Stored data entries
______________________________
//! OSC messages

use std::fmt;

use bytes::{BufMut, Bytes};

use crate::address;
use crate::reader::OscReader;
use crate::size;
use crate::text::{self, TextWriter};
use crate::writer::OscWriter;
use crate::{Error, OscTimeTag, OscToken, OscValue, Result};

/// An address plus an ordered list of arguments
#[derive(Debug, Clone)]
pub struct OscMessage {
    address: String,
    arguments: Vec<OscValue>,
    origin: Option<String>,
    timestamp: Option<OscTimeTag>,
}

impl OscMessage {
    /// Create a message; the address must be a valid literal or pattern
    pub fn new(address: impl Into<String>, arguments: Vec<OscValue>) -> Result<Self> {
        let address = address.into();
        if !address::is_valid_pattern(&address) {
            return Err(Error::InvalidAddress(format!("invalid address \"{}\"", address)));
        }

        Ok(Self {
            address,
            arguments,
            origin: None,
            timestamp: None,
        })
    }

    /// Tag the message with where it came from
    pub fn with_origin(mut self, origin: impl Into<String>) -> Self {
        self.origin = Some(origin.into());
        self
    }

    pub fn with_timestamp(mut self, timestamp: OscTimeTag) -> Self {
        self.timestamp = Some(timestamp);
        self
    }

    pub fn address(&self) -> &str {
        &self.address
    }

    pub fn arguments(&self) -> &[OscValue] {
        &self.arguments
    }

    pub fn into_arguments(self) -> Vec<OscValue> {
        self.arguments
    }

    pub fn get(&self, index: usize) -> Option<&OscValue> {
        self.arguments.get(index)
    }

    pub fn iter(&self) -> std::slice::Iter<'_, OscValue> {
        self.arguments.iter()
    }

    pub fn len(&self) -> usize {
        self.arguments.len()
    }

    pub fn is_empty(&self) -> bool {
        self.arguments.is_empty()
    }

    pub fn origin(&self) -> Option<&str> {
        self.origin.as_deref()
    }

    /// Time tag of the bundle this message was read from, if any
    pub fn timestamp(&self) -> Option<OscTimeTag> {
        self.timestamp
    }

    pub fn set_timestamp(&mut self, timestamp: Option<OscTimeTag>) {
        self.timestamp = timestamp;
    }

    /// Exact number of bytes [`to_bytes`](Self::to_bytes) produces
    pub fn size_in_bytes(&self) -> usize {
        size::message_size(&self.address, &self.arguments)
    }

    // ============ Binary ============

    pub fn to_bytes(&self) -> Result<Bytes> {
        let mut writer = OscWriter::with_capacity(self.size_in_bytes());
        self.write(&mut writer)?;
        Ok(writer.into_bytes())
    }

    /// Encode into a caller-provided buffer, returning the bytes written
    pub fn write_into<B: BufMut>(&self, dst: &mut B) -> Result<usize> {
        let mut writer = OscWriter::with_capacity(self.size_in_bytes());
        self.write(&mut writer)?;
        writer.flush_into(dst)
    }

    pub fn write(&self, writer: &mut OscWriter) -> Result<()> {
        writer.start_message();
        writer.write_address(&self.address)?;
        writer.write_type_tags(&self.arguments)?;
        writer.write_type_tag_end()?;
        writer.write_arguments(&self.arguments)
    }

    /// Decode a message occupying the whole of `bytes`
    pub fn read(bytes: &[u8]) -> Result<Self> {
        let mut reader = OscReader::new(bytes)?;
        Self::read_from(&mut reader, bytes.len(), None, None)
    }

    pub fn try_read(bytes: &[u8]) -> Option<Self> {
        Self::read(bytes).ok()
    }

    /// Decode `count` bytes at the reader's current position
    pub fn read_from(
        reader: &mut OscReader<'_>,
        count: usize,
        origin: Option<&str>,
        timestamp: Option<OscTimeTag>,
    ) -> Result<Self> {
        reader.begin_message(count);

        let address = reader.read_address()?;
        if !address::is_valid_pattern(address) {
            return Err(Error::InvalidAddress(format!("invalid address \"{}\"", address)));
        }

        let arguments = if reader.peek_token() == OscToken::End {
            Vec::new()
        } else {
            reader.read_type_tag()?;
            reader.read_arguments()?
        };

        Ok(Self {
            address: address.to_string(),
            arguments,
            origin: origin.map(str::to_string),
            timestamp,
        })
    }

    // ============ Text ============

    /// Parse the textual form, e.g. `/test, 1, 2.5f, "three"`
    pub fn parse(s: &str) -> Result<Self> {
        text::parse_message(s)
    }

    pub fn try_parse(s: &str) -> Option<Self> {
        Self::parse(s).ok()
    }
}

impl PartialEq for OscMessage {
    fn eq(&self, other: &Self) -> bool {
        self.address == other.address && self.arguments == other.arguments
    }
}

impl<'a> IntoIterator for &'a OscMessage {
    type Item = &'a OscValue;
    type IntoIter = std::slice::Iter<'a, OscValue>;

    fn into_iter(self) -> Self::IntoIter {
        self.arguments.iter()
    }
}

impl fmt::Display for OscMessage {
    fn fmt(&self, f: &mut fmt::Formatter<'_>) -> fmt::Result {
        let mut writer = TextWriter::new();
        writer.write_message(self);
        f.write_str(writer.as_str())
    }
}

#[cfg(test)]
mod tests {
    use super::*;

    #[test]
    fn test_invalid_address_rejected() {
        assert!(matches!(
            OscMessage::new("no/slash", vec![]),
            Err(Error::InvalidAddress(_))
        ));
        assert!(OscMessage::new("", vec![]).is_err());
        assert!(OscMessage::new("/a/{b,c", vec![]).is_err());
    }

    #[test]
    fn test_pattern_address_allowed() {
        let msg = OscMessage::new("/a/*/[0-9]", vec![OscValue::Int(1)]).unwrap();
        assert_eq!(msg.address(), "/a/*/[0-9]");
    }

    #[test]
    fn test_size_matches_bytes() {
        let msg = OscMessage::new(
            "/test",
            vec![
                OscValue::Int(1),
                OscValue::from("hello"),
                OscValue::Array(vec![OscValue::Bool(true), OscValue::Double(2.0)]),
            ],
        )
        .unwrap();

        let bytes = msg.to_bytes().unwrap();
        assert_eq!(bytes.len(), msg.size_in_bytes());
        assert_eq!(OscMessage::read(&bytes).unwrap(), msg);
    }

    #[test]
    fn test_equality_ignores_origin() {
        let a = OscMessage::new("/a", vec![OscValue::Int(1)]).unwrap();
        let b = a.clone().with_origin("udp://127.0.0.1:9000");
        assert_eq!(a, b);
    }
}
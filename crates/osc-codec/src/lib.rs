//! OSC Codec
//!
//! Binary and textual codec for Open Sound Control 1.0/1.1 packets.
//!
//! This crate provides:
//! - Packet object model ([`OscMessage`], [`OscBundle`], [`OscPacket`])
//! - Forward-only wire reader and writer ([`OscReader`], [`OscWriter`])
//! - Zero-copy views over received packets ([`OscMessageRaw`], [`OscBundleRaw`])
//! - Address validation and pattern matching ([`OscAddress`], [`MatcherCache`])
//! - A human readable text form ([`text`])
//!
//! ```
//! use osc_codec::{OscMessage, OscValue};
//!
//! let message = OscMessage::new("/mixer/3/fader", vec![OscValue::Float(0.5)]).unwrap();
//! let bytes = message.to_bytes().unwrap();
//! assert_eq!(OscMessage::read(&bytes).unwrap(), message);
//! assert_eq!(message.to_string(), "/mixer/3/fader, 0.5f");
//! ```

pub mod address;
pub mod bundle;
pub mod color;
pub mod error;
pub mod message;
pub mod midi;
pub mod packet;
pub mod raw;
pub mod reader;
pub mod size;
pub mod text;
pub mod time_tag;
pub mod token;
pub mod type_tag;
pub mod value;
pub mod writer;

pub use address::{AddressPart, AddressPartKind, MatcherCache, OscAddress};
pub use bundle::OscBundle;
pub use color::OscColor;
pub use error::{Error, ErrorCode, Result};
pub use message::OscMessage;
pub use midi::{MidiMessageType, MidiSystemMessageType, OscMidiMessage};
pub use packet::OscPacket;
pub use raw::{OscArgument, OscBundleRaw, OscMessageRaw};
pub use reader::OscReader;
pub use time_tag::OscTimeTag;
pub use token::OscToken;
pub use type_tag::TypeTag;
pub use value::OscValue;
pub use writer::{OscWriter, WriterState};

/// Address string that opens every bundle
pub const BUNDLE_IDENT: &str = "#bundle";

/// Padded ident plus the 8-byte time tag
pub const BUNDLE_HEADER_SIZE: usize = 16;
______________________________
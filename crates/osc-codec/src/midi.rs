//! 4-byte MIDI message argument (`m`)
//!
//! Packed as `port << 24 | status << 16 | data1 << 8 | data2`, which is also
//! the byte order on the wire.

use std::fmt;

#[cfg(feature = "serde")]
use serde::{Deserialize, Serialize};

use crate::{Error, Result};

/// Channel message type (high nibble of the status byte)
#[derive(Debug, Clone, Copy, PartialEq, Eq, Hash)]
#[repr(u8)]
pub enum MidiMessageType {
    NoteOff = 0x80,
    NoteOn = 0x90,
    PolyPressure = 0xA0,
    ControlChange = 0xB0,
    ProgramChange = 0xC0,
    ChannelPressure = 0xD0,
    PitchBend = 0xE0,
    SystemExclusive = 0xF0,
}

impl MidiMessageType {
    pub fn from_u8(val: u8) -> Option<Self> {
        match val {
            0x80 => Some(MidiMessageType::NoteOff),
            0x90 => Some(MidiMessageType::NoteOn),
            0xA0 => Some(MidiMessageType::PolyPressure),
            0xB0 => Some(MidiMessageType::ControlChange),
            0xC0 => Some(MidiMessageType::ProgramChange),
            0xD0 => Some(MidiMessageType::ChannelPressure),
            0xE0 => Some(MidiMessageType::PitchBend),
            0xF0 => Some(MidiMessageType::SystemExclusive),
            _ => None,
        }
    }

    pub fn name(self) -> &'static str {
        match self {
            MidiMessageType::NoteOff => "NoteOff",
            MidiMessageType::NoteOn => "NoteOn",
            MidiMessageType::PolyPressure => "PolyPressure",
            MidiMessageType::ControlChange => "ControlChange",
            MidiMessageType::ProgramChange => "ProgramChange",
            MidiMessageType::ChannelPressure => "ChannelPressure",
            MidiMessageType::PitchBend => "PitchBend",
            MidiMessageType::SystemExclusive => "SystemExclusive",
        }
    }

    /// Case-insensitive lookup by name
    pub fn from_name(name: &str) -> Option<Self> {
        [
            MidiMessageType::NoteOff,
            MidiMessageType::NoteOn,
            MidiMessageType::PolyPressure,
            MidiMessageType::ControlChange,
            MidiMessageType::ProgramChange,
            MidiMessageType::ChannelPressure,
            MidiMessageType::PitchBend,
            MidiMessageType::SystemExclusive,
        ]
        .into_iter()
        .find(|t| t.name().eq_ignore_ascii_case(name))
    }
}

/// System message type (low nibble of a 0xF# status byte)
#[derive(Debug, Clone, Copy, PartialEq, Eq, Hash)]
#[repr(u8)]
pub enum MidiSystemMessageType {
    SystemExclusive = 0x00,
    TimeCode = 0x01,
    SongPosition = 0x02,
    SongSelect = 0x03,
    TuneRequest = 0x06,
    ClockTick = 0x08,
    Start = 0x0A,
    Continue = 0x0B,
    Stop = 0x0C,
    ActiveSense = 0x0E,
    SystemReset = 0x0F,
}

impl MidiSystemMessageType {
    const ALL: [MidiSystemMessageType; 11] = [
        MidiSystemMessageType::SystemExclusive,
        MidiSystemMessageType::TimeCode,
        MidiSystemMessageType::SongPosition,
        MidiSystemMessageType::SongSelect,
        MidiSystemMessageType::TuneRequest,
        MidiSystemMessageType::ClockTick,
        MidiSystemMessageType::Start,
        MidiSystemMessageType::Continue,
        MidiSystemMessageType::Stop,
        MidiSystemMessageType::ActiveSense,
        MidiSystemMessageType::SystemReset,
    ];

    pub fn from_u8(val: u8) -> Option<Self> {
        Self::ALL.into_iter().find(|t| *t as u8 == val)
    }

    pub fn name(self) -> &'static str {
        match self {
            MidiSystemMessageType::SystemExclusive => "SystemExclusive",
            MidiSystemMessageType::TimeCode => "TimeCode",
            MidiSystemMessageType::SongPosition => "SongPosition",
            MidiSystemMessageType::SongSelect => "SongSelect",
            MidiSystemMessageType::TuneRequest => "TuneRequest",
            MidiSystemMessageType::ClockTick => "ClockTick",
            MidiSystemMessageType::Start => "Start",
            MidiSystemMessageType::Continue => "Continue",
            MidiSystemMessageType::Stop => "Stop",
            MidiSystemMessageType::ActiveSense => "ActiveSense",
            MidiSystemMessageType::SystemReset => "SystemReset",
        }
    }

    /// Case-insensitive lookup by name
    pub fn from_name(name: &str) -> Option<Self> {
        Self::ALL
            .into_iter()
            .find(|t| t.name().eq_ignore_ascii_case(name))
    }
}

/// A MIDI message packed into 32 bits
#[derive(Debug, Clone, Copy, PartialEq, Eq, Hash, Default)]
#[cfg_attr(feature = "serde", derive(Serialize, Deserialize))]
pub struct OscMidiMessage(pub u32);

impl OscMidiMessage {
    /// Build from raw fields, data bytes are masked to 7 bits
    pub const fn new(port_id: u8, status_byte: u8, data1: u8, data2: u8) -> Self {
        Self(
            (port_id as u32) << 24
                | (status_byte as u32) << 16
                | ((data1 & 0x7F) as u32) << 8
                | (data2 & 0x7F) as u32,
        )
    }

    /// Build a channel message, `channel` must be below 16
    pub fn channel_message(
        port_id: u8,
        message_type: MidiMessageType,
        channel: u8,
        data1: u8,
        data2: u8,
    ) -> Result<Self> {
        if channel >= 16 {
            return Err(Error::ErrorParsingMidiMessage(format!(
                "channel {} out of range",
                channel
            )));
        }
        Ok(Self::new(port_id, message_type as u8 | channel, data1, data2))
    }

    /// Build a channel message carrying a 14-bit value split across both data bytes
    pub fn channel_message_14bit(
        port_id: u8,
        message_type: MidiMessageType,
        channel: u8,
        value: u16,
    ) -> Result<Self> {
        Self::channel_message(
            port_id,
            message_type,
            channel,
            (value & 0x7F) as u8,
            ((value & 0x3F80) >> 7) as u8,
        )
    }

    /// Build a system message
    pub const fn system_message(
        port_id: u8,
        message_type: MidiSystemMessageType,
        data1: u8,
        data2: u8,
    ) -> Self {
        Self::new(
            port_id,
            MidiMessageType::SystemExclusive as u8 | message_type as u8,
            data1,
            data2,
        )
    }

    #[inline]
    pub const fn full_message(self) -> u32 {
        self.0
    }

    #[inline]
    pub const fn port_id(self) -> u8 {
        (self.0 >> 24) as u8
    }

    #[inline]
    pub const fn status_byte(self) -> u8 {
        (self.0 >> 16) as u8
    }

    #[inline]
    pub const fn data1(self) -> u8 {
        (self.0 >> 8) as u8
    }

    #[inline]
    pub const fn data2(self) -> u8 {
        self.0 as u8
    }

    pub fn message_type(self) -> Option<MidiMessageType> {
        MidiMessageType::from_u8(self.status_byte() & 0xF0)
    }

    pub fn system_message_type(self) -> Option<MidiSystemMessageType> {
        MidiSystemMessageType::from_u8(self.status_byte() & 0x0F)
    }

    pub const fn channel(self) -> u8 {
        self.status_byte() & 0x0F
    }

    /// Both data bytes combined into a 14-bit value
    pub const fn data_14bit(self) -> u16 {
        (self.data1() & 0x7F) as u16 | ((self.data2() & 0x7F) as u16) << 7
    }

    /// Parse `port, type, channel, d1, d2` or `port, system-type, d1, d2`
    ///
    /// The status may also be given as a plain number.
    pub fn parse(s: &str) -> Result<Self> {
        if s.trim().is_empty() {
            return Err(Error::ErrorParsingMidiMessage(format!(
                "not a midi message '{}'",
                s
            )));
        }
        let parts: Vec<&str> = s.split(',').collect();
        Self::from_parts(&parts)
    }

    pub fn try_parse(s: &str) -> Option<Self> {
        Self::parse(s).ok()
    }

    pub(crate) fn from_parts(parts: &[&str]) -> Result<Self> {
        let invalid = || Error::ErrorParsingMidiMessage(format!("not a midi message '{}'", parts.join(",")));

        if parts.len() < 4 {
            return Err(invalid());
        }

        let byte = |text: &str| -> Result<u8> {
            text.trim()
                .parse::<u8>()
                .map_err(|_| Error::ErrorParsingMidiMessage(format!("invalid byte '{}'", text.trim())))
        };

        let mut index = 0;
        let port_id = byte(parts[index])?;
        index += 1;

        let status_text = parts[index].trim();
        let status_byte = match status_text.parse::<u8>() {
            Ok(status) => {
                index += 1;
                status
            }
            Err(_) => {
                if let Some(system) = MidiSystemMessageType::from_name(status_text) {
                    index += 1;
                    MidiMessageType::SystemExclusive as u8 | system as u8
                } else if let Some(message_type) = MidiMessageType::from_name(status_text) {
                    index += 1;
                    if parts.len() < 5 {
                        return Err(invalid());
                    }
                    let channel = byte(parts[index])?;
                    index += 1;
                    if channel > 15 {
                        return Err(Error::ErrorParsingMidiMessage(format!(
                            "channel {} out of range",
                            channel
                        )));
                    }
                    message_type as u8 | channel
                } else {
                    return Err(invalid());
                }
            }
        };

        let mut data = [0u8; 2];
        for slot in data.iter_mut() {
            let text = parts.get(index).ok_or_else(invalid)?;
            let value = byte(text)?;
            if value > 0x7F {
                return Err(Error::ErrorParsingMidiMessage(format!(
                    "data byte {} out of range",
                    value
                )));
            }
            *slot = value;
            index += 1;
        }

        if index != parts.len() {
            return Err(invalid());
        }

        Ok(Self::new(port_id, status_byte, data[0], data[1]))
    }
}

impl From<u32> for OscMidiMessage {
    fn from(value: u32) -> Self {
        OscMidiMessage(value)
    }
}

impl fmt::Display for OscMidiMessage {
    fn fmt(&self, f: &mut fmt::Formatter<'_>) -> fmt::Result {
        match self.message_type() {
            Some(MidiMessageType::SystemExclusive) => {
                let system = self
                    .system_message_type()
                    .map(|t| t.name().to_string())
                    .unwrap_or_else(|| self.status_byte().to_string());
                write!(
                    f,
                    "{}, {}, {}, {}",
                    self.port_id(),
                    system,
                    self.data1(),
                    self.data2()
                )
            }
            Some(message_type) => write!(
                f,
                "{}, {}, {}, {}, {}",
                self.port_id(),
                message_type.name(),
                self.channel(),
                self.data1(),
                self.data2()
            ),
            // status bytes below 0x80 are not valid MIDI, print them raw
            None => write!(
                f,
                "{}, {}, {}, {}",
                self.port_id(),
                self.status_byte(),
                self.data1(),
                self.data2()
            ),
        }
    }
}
______________________________
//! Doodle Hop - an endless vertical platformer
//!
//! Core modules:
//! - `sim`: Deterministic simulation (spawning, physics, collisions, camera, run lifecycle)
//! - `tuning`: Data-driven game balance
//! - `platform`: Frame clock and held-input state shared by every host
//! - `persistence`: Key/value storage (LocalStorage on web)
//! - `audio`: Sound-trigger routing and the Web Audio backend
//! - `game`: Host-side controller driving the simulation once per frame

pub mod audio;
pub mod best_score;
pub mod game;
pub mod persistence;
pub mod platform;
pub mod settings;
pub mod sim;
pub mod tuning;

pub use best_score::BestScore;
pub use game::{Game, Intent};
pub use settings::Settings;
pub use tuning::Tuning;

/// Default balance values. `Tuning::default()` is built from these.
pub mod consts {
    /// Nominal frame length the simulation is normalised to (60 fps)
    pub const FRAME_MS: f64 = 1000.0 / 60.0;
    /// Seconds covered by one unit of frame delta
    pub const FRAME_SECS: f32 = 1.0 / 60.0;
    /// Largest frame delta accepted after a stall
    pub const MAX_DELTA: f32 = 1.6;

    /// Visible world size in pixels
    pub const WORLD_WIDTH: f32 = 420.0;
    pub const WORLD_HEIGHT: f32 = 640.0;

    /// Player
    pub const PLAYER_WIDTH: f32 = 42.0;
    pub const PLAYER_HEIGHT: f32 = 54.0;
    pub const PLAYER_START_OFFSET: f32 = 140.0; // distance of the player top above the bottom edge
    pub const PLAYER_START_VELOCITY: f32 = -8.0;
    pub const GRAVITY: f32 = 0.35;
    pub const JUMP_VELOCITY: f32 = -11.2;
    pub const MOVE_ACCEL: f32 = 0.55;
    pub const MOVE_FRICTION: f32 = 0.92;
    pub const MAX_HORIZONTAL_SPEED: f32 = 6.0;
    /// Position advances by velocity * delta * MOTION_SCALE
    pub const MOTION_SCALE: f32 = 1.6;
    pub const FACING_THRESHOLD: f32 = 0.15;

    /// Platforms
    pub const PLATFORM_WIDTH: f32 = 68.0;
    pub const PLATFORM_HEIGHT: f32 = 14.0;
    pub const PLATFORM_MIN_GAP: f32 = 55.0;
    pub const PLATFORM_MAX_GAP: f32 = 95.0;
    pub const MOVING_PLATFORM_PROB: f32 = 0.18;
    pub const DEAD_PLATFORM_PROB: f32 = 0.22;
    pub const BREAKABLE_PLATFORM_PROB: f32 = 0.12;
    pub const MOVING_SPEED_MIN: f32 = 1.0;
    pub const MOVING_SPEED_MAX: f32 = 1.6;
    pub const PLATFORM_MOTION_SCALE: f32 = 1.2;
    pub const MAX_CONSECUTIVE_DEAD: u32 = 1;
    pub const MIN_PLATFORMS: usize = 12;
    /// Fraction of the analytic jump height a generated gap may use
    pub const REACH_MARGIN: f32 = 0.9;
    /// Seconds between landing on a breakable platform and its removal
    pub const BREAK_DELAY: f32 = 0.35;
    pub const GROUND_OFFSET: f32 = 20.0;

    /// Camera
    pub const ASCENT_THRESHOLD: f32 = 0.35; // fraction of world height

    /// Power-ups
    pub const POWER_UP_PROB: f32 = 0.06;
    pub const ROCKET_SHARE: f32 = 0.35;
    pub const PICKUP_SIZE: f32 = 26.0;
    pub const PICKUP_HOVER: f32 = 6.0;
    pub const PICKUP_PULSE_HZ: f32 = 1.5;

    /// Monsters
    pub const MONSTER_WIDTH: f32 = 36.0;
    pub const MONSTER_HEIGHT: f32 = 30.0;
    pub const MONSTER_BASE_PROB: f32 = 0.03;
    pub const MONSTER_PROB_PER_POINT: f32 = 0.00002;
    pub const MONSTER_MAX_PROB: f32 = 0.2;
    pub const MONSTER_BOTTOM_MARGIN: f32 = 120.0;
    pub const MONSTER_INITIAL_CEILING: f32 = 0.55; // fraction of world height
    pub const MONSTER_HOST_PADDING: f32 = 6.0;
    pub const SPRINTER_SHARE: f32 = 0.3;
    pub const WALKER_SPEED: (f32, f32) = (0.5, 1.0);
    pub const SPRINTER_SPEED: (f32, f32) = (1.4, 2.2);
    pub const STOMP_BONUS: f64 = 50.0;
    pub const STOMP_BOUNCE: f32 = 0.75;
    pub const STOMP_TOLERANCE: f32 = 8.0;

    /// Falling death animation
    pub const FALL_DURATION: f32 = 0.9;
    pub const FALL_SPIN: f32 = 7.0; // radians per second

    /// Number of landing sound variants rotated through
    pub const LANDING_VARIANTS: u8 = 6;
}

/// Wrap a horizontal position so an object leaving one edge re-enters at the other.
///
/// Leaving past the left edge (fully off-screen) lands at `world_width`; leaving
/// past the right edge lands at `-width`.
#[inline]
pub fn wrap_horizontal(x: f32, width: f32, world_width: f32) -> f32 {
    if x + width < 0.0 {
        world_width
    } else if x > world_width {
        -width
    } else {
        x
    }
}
______________________________
From the data, pick out every line that includes "object".

//! - Packet object model ([`OscMessage`], [`OscBundle`], [`OscPacket`])
/// Wrap a horizontal position so an object leaving one edge re-enters at the other.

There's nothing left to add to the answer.